Get a Life, Chloe Brown by Talia Hibbert
Chloe Brown is a chronically ill computer geek with a goal, a plan, and a list. After almost—but not quite—dying, she’s come up with seven directives to help her “Get a Life”, and she’s already completed the first: finally moving out of her glamourous family’s mansion. The next items?
– Enjoy a drunken night out.
– Ride a motorcycle.
– Go camping.
– Have meaningless but thoroughly enjoyable sex.
– Travel the world with nothing but hand luggage.
– And… do something bad.
But it’s not easy being bad, even when you’ve written step-by-step guidelines on how to do it correctly. What Chloe needs is a teacher, and she knows just the man for the job.
Redford ‘Red’ Morgan is a handyman with tattoos, a motorcycle, and more sex appeal than ten-thousand Hollywood heartthrobs. He’s also an artist who paints at night and hides his work in the light of day, which Chloe knows because she spies on him occasionally. Just the teeniest, tiniest bit.
But when she enlists Red in her mission to rebel, she learns things about him that no spy session could teach her. Like why he clearly resents Chloe’s wealthy background. And why he never shows his art to anyone. And what really lies beneath his rough exterior…
“…maybe poor health wasn’t something that should de-sex a person.”
Yes to this book. Talia Hibbert wrote a smart, compassionate, sexy as hell romance with a chronically ill female lead and she fucking hit it out of the ball park.
This is enemies-to-lovers rom-com gold. I had the best time reading this book. Here is proof that you can write a character who is in near-constant pain without letting her illness become who she is. Which I have seen so, so many times in various forms of media.

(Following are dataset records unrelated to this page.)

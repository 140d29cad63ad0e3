//! Harness for driving the beam profiler
//!
//! Provides frame sources (a synthetic Gaussian camera and a still image),
//! the per-frame delivery loop, and the `beam_profile` command line tool.

pub mod session;
pub mod source;

pub use session::{run_session, SessionSummary};
pub use source::{DummyGaussian, DummyGaussianConfig, FrameSource, ImageFileSource, SourceError};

Don’t get me wrong, her fibromyalgia definitely impacts her life, in large and small ways, including her relationships with others, but instead of making it the central focus of this story, Hibbert makes it one of many facets.
The male lead, for instance, is in the process of healing after an abusive relationship. I loved that he willingly sought help in his recovery. That he wasn’t afraid of his emotions like most other heroes in romance seem to be…still…somehow…in 2019.
Chloe is also plus size, and I realized something while reading this. In so many other romances I’ve read with plus size or fat heroines, her size is almost…othered. Borderline fetishized. Like, the male lead can’t think any thoughts about her without fixating on her soft thighs, or her rounded stomach, or her full breasts, etc. In this, Red just thinks “Chloe’s thighs”, and for me, the lightbulb went off.
I really liked Red as a male lead, for a variety of reasons. He was so respectful and empathetic to Chloe throughout, without babying her because she was sick. One of my favorite parts was when he realized they would have to delay being intimate because of her illness. Instead of being a prat or internally complaining about it, he instead ratcheted up the sexual tension between them, so that by the time they’d finally be able to do something about it, they’d both be ravenous.
I liked Chloe just as much. Dry humor is so, so hard to pull off in written form, but Hibbert, being British, was (unsurprisingly) able to convey both Chloe’s sly wit and subtle snark with aplomb.
My one and only complaint about this book is that when the “big misunderstanding” does eventually come, it isn’t told through the perspective of the character causing the break, and so for me it was a little harder to swallow because of it. Especially when these two had previously avoided similar pitfalls with believable and refreshing openness and self-awareness.
But I still recommend the hell out of this. It was such a fun, sexy, progressive romance, and I cannot wait for the rest of the books in the series.